#### REQUIRED WORK
Of the lines in the data below, count the ones holding the string "ImageKeyword", and answer with that number only.

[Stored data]
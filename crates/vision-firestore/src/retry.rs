//! Retry policy with exponential backoff and full jitter.
//!
//! Only reads go through here; writes are issued once so a retried
//! delete or reset never races a concurrent change.

use std::time::Duration;

use tracing::{info_span, warn, Instrument};

use crate::error::{FirestoreError, FirestoreResult};
use crate::metrics::record_retry;

/// Retry policy configuration.
#[derive(Debug, Clone)]
pub struct RetryConfig {
    /// Maximum number of retry attempts.
    pub max_retries: u32,
    /// Base delay for exponential backoff (in milliseconds).
    pub base_delay_ms: u64,
    /// Maximum delay cap (in milliseconds).
    pub max_delay_ms: u64,
}

impl Default for RetryConfig {
    fn default() -> Self {
        Self {
            max_retries: 3,
            base_delay_ms: 100,
            max_delay_ms: 5000,
        }
    }
}

impl RetryConfig {
    /// Create config from environment variables.
    pub fn from_env() -> Self {
        let defaults = Self::default();
        Self {
            max_retries: env_or("FIRESTORE_MAX_RETRIES", defaults.max_retries),
            base_delay_ms: env_or("FIRESTORE_RETRY_BASE_MS", defaults.base_delay_ms),
            max_delay_ms: env_or("FIRESTORE_RETRY_MAX_MS", defaults.max_delay_ms),
        }
    }
}

fn env_or<T: std::str::FromStr>(key: &str, default: T) -> T {
    std::env::var(key)
        .ok()
        .and_then(|s| s.parse().ok())
        .unwrap_or(default)
}

/// Execute an async operation with retry.
///
/// Retries network errors, 429 (honoring the server hint) and 5xx.
/// Everything else is returned immediately.
pub async fn with_retry<T, F, Fut>(
    config: &RetryConfig,
    operation: &str,
    op: F,
) -> FirestoreResult<T>
where
    F: Fn() -> Fut,
    Fut: std::future::Future<Output = FirestoreResult<T>>,
{
    let mut last_error = None;

    for attempt in 0..=config.max_retries {
        let span = info_span!("firestore_retry", operation = %operation, attempt = attempt + 1);

        match op().instrument(span).await {
            Ok(value) => return Ok(value),
            Err(e) if e.is_retryable() && attempt < config.max_retries => {
                let delay = calculate_delay(config, attempt, e.retry_after_ms());

                warn!(
                    operation = %operation,
                    attempt = attempt + 1,
                    delay_ms = delay.as_millis() as u64,
                    "Firestore operation failed, retrying: {}",
                    e
                );

                record_retry(operation);

                tokio::time::sleep(delay).await;
                last_error = Some(e);
            }
            Err(e) => return Err(e),
        }
    }

    Err(last_error.unwrap_or_else(|| FirestoreError::request_failed("Unknown error")))
}

/// Exponential backoff with full jitter, never below the base delay.
fn calculate_delay(config: &RetryConfig, attempt: u32, retry_after_ms: Option<u64>) -> Duration {
    if let Some(after) = retry_after_ms {
        return Duration::from_millis(after);
    }

    let exp_delay = config
        .base_delay_ms
        .saturating_mul(2u64.saturating_pow(attempt));
    let capped_delay = exp_delay.min(config.max_delay_ms);

    // Sub-second clock noise is enough jitter here
    let jittered = if capped_delay > 0 {
        use std::time::SystemTime;
        let nanos = SystemTime::now()
            .duration_since(SystemTime::UNIX_EPOCH)
            .map(|d| d.subsec_nanos())
            .unwrap_or(0);
        let random_factor = (nanos % 1000) as f64 / 1000.0;
        ((capped_delay as f64) * random_factor) as u64
    } else {
        0
    };

    Duration::from_millis(jittered.max(config.base_delay_ms))
}
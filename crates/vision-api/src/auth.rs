//! HTTP Basic authentication for administrative routes.

use axum::extract::FromRequestParts;
use axum::http::request::Parts;
use axum::RequestPartsExt;
use axum_extra::headers::authorization::Basic;
use axum_extra::headers::Authorization;
use axum_extra::TypedHeader;
use tracing::{debug, warn};

use crate::error::ApiError;
use crate::state::AppState;

/// Extractor guarding admin routes.
///
/// When no admin credentials are configured every request passes.
#[derive(Debug, Clone)]
pub struct AdminGuard {
    /// Authenticated user, `None` when auth is disabled
    pub username: Option<String>,
}

/// Compare without short-circuiting on the first differing byte.
fn constant_time_eq(a: &[u8], b: &[u8]) -> bool {
    a.len() == b.len() && a.iter().zip(b).fold(0u8, |acc, (x, y)| acc | (x ^ y)) == 0
}

#[axum::async_trait]
impl FromRequestParts<AppState> for AdminGuard {
    type Rejection = ApiError;

    async fn from_request_parts(parts: &mut Parts, state: &AppState) -> Result<Self, Self::Rejection> {
        let Some(admin) = &state.config.admin else {
            debug!("Admin credentials not configured, allowing request");
            return Ok(Self { username: None });
        };

        let TypedHeader(Authorization(credentials)) = parts
            .extract::<TypedHeader<Authorization<Basic>>>()
            .await
            .map_err(|_| ApiError::unauthorized("Authentication required"))?;

        let user_ok = constant_time_eq(credentials.username().as_bytes(), admin.username.as_bytes());
        let password_ok = constant_time_eq(credentials.password().as_bytes(), admin.password.as_bytes());

        if user_ok && password_ok {
            Ok(Self {
                username: Some(admin.username.clone()),
            })
        } else {
            warn!(username = %credentials.username(), "Rejected admin credentials");
            Err(ApiError::unauthorized("Invalid credentials"))
        }
    }
}

#[cfg(test)]
mod tests {
    use super::*;

    #[test]
    fn test_constant_time_eq() {
        assert!(constant_time_eq(b"secret", b"secret"));
        assert!(!constant_time_eq(b"secret", b"secreT"));
        assert!(!constant_time_eq(b"secret", b"secret!"));
        assert!(constant_time_eq(b"", b""));
    }
}
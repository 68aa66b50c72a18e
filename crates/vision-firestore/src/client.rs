//! Firestore REST API client.
//!
//! Thin typed layer over the v1 documents endpoints with:
//! - Cached service-account tokens, or the emulator's fixed token
//! - HTTP client tuning (pooling, timeouts)
//! - Retried reads with exponential backoff and jitter
//! - Tracing spans and request metrics

use std::collections::HashMap;
use std::sync::Arc;
use std::time::{Duration, Instant};

use gcp_auth::{CustomServiceAccount, TokenProvider};
use reqwest::{Client, RequestBuilder, Response, StatusCode};
use tracing::{debug, info_span, Instrument};

use crate::error::{FirestoreError, FirestoreResult};
use crate::metrics::{record_documents_read, record_request};
use crate::retry::RetryConfig;
use crate::token_cache::AccessTokens;
use crate::types::{
    Document, ListDocumentsResponse, RunAggregationQueryRequest, RunAggregationQueryResponse, RunQueryRequest,
    RunQueryResponse, StructuredQuery, Value, COUNT_ALIAS,
};

/// Page size used when walking a whole collection.
const LIST_PAGE_SIZE: u32 = 300;

/// Firestore client configuration.
#[derive(Debug, Clone)]
pub struct FirestoreConfig {
    /// GCP project ID
    pub project_id: String,
    /// Database ID (usually "(default)")
    pub database_id: String,
    /// Request timeout
    pub timeout: Duration,
    /// Connect timeout
    pub connect_timeout: Duration,
    /// Retry configuration for reads
    pub retry: RetryConfig,
    /// `host:port` of a Firestore emulator; disables service-account auth
    pub emulator_host: Option<String>,
}

impl FirestoreConfig {
    /// Create config from environment variables.
    pub fn from_env() -> FirestoreResult<Self> {
        let project_id = std::env::var("GCP_PROJECT_ID")
            .or_else(|_| std::env::var("FIREBASE_PROJECT_ID"))
            .map_err(|_| {
                FirestoreError::auth_error(
                    "GCP_PROJECT_ID or FIREBASE_PROJECT_ID must be set to access Firestore",
                )
            })?;

        if project_id.is_empty() {
            return Err(FirestoreError::auth_error(
                "GCP_PROJECT_ID or FIREBASE_PROJECT_ID cannot be empty",
            ));
        }

        let connect_timeout_secs: u64 = std::env::var("FIRESTORE_CONNECT_TIMEOUT_SECS")
            .ok()
            .and_then(|s| s.parse().ok())
            .unwrap_or(5);

        Ok(Self {
            project_id,
            database_id: std::env::var("FIRESTORE_DATABASE_ID")
                .unwrap_or_else(|_| "(default)".to_string()),
            timeout: Duration::from_secs(30),
            connect_timeout: Duration::from_secs(connect_timeout_secs),
            retry: RetryConfig::from_env(),
            emulator_host: std::env::var("FIRESTORE_EMULATOR_HOST")
                .ok()
                .filter(|h| !h.is_empty()),
        })
    }

    fn documents_url(&self) -> String {
        match &self.emulator_host {
            Some(host) => format!(
                "http://{}/v1/projects/{}/databases/{}/documents",
                host, self.project_id, self.database_id
            ),
            None => format!(
                "https://firestore.googleapis.com/v1/projects/{}/databases/{}/documents",
                self.project_id, self.database_id
            ),
        }
    }
}

/// Firestore REST API client.
#[derive(Clone)]
pub struct FirestoreClient {
    http: Client,
    config: FirestoreConfig,
    base_url: String,
    tokens: Arc<AccessTokens>,
}
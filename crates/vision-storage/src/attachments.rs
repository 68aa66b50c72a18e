//! Binary attachments of image and video documents.
//!
//! Each document owns the objects under `attachments/{doc_id}/`, e.g. the
//! original upload of an image (`image.jpg`) or a video thumbnail.

use async_trait::async_trait;
use tracing::debug;

use crate::client::R2Client;
use crate::error::{StorageError, StorageResult};

const ATTACHMENTS_PREFIX: &str = "attachments";

/// Content type for attachments stored without one.
const DEFAULT_CONTENT_TYPE: &str = "application/octet-stream";

/// A downloaded attachment.
#[derive(Debug, Clone)]
pub struct Attachment {
    pub bytes: Vec<u8>,
    pub content_type: String,
}

/// Read and cleanup access to document attachments.
#[async_trait]
pub trait AttachmentStore: Send + Sync {
    /// Fetch attachment `name` of a document.
    async fn get_attachment(&self, doc_id: &str, name: &str) -> StorageResult<Attachment>;

    /// Delete every attachment of a document, returning how many were removed.
    async fn delete_attachments(&self, doc_id: &str) -> StorageResult<u32>;

    async fn check_connectivity(&self) -> StorageResult<()>;
}

/// Reject segments that would escape the document's prefix.
fn key_segment(segment: &str) -> StorageResult<&str> {
    if segment.is_empty() || segment == "." || segment == ".." || segment.contains('/') {
        return Err(StorageError::invalid_key(segment));
    }
    Ok(segment)
}

/// Prefix owning all attachments of a document.
pub fn attachments_prefix(doc_id: &str) -> StorageResult<String> {
    Ok(format!("{}/{}/", ATTACHMENTS_PREFIX, key_segment(doc_id)?))
}

/// Object key of one attachment.
pub fn attachment_key(doc_id: &str, name: &str) -> StorageResult<String> {
    Ok(format!("{}{}", attachments_prefix(doc_id)?, key_segment(name)?))
}

/// Content type to serve when the object carries none.
fn fallback_content_type(name: &str) -> &'static str {
    let lower = name.to_ascii_lowercase();
    if lower.ends_with(".jpg") || lower.ends_with(".jpeg") {
        "image/jpeg"
    } else if lower.ends_with(".png") {
        "image/png"
    } else {
        DEFAULT_CONTENT_TYPE
    }
}

#[async_trait]
impl AttachmentStore for R2Client {
    async fn get_attachment(&self, doc_id: &str, name: &str) -> StorageResult<Attachment> {
        let key = attachment_key(doc_id, name)?;
        let object = self.get_object(&key).await?;

        Ok(Attachment {
            content_type: object
                .content_type
                .filter(|ct| !ct.is_empty())
                .unwrap_or_else(|| fallback_content_type(name).to_string()),
            bytes: object.bytes,
        })
    }

    async fn delete_attachments(&self, doc_id: &str) -> StorageResult<u32> {
        let keys = self.list_keys(&attachments_prefix(doc_id)?).await?;
        debug!(doc_id = %doc_id, count = keys.len(), "Deleting attachments");
        self.delete_objects(&keys).await
    }

    async fn check_connectivity(&self) -> StorageResult<()> {
        R2Client::check_connectivity(self).await
    }
}

#[cfg(test)]
mod tests {
    use super::*;

    #[test]
    fn test_attachment_key() {
        assert_eq!(
            attachment_key("frame-1", "image.jpg").unwrap(),
            "attachments/frame-1/image.jpg"
        );
        assert_eq!(attachments_prefix("v1").unwrap(), "attachments/v1/");
    }

    #[test]
    fn test_rejects_escaping_segments() {
        assert!(attachment_key("..", "image.jpg").is_err());
        assert!(attachment_key("a/b", "image.jpg").is_err());
        assert!(attachment_key("frame-1", "").is_err());
        assert!(attachment_key("frame-1", "../x.jpg").unwrap_err().is_not_found());
    }

    #[test]
    fn test_fallback_content_type() {
        assert_eq!(fallback_content_type("thumbnail.jpg"), "image/jpeg");
        assert_eq!(fallback_content_type("IMAGE.JPEG"), "image/jpeg");
        assert_eq!(fallback_content_type("map.png"), "image/png");
        assert_eq!(fallback_content_type("blob"), DEFAULT_CONTENT_TYPE);
    }
}
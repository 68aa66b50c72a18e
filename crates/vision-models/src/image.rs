//! Image document and visual analysis models.
//!
//! Image documents are frames extracted from a video (linked through `video_id`)
//! or standalone uploads. The analysis record is produced by the vision pipeline
//! and only read here; fields this backend does not interpret are kept in `extra`
//! so documents round-trip unchanged through the API.

use schemars::JsonSchema;
use serde::{Deserialize, Deserializer, Serialize};
use std::collections::HashMap;
use std::fmt;

use serde_json::Value;

use crate::video::VideoId;

/// A number, or a string holding one. Anything else reads as absent.
fn lenient_f64<'de, D: Deserializer<'de>>(deserializer: D) -> Result<Option<f64>, D::Error> {
    Ok(match Option::<Value>::deserialize(deserializer)? {
        Some(Value::Number(n)) => n.as_f64(),
        Some(Value::String(s)) => s.trim().parse().ok(),
        _ => None,
    })
}

/// A string. Anything else reads as absent.
fn lenient_string<'de, D: Deserializer<'de>>(deserializer: D) -> Result<Option<String>, D::Error> {
    Ok(match Option::<Value>::deserialize(deserializer)? {
        Some(Value::String(s)) => Some(s),
        _ => None,
    })
}

/// Identifier of an image document.
#[derive(Debug, Clone, Default, PartialEq, Eq, Hash, Serialize, Deserialize, JsonSchema)]
#[serde(transparent)]
pub struct ImageId(pub String);

impl ImageId {
    /// Create from an existing string.
    pub fn from_string(s: impl Into<String>) -> Self {
        Self(s.into())
    }

    /// Get the inner string.
    pub fn as_str(&self) -> &str {
        &self.0
    }
}

impl fmt::Display for ImageId {
    fn fmt(&self, f: &mut fmt::Formatter<'_>) -> fmt::Result {
        write!(f, "{}", self.0)
    }
}

impl From<String> for ImageId {
    fn from(s: String) -> Self {
        Self(s)
    }
}

impl From<&str> for ImageId {
    fn from(s: &str) -> Self {
        Self(s.to_string())
    }
}

/// Image document stored in the document store.
#[derive(Debug, Clone, Default, Serialize, Deserialize, JsonSchema)]
pub struct ImageDocument {
    /// Document ID
    #[serde(default)]
    pub id: ImageId,

    /// Parent video, absent for standalone images
    #[serde(default, skip_serializing_if = "Option::is_none")]
    pub video_id: Option<VideoId>,

    /// Position of the frame in its video, as stored (usually seconds)
    #[serde(default, skip_serializing_if = "Option::is_none")]
    pub frame_timecode: Option<Value>,

    /// Visual analysis results, absent until the image has been analyzed
    #[serde(default, skip_serializing_if = "Option::is_none")]
    pub analysis: Option<ImageAnalysis>,

    #[serde(flatten)]
    pub extra: HashMap<String, serde_json::Value>,
}

impl ImageDocument {
    /// True if the image is not a frame of any video.
    pub fn is_standalone(&self) -> bool {
        self.video_id.is_none()
    }

    /// True if the vision pipeline has not analyzed this image yet.
    pub fn needs_analysis(&self) -> bool {
        self.analysis.is_none()
    }

    /// Faces detected in this image, empty when not analyzed.
    pub fn faces(&self) -> &[FaceDetection] {
        self.analysis
            .as_ref()
            .and_then(|a| a.face_detection.as_deref())
            .unwrap_or(&[])
    }

    /// Keywords assigned to this image, empty when not analyzed.
    pub fn keywords(&self) -> &[ImageKeyword] {
        self.analysis
            .as_ref()
            .and_then(|a| a.image_keywords.as_deref())
            .unwrap_or(&[])
    }
}

/// Visual analysis attached to an image.
#[derive(Debug, Clone, Default, Serialize, Deserialize, JsonSchema)]
pub struct ImageAnalysis {
    #[serde(default, skip_serializing_if = "Option::is_none")]
    pub face_detection: Option<Vec<FaceDetection>>,

    #[serde(default, skip_serializing_if = "Option::is_none")]
    pub image_keywords: Option<Vec<ImageKeyword>>,

    #[serde(flatten)]
    pub extra: HashMap<String, serde_json::Value>,
}

/// A face found in an image.
#[derive(Debug, Clone, Default, PartialEq, Serialize, Deserialize, JsonSchema)]
pub struct FaceDetection {
    /// Recognized person, if the face matched a known identity
    #[serde(default, skip_serializing_if = "Option::is_none")]
    pub identity: Option<FaceIdentity>,

    /// Detection confidence
    #[serde(default, deserialize_with = "lenient_f64", skip_serializing_if = "Option::is_none")]
    pub score: Option<f64>,

    /// Location, age, gender and other detector output
    #[serde(flatten)]
    pub extra: HashMap<String, serde_json::Value>,
}

impl FaceDetection {
    /// Name of the recognized person, if any. Empty names count as unrecognized.
    pub fn identity_name(&self) -> Option<&str> {
        self.identity
            .as_ref()
            .and_then(|i| i.name.as_deref())
            .filter(|name| !name.is_empty())
    }

    /// Confidence of this face, preferring the detection score over the identity score.
    pub fn confidence(&self) -> f64 {
        self.score
            .or_else(|| self.identity.as_ref().and_then(|i| i.score))
            .unwrap_or(0.0)
    }
}

/// Identity assigned to a detected face.
#[derive(Debug, Clone, Default, PartialEq, Serialize, Deserialize, JsonSchema)]
pub struct FaceIdentity {
    #[serde(default, deserialize_with = "lenient_string", skip_serializing_if = "Option::is_none")]
    pub name: Option<String>,

    #[serde(default, deserialize_with = "lenient_f64", skip_serializing_if = "Option::is_none")]
    pub score: Option<f64>,

    #[serde(flatten)]
    pub extra: HashMap<String, serde_json::Value>,
}

/// A keyword classification of an image.
#[derive(Debug, Clone, Default, PartialEq, Serialize, Deserialize, JsonSchema)]
pub struct ImageKeyword {
    /// Class label
    #[serde(default, deserialize_with = "lenient_string", skip_serializing_if = "Option::is_none")]
    pub class: Option<String>,

    /// Classification confidence
    #[serde(default, deserialize_with = "lenient_f64", skip_serializing_if = "Option::is_none")]
    pub score: Option<f64>,

    #[serde(flatten)]
    pub extra: HashMap<String, serde_json::Value>,
}

/// Outcome of removing the analysis from an image.
#[derive(Debug, Clone, PartialEq, Serialize, Deserialize, JsonSchema)]
pub struct AnalysisReset {
    pub id: ImageId,

    /// Update time of the image after the reset
    #[serde(default, skip_serializing_if = "Option::is_none")]
    pub update_time: Option<String>,
}
//! Health check handlers.

use std::time::Instant;

use axum::extract::State;
use axum::http::StatusCode;
use axum::Json;
use chrono::Utc;
use serde::Serialize;

use crate::state::AppState;

/// Health response.
#[derive(Serialize)]
pub struct HealthResponse {
    pub status: String,
    pub version: String,
    pub timestamp: String,
}

/// Health check endpoint (liveness probe).
pub async fn health() -> Json<HealthResponse> {
    Json(HealthResponse {
        status: "healthy".to_string(),
        version: env!("CARGO_PKG_VERSION").to_string(),
        timestamp: Utc::now().to_rfc3339(),
    })
}

/// Readiness check response.
#[derive(Serialize)]
pub struct ReadinessResponse {
    pub status: String,
    pub checks: ReadinessChecks,
}

#[derive(Serialize)]
pub struct ReadinessChecks {
    pub firestore: CheckStatus,
    pub storage: CheckStatus,
}

#[derive(Serialize)]
pub struct CheckStatus {
    pub status: String,
    #[serde(skip_serializing_if = "Option::is_none")]
    pub error: Option<String>,
    #[serde(skip_serializing_if = "Option::is_none")]
    pub latency_ms: Option<u64>,
}

impl CheckStatus {
    fn from_result<E: std::fmt::Display>(result: Result<(), E>, start: Instant) -> Self {
        match result {
            Ok(()) => Self {
                status: "ok".to_string(),
                error: None,
                latency_ms: Some(start.elapsed().as_millis() as u64),
            },
            Err(e) => Self {
                status: "error".to_string(),
                error: Some(e.to_string()),
                latency_ms: None,
            },
        }
    }

    fn is_ok(&self) -> bool {
        self.status == "ok"
    }
}

/// Readiness check endpoint (readiness probe).
/// Checks connectivity to Firestore and R2.
pub async fn ready(
    State(state): State<AppState>,
) -> Result<Json<ReadinessResponse>, (StatusCode, Json<ReadinessResponse>)> {
    let start = Instant::now();
    let firestore = CheckStatus::from_result(state.catalog.check_connectivity().await, start);

    let start = Instant::now();
    let storage = CheckStatus::from_result(state.attachments.check_connectivity().await, start);

    let all_ok = firestore.is_ok() && storage.is_ok();
    let response = ReadinessResponse {
        status: if all_ok { "ready" } else { "degraded" }.to_string(),
        checks: ReadinessChecks { firestore, storage },
    };

    if all_ok {
        Ok(Json(response))
    } else {
        Err((StatusCode::SERVICE_UNAVAILABLE, Json(response)))
    }
}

#### EXERCISE RESPONSE
3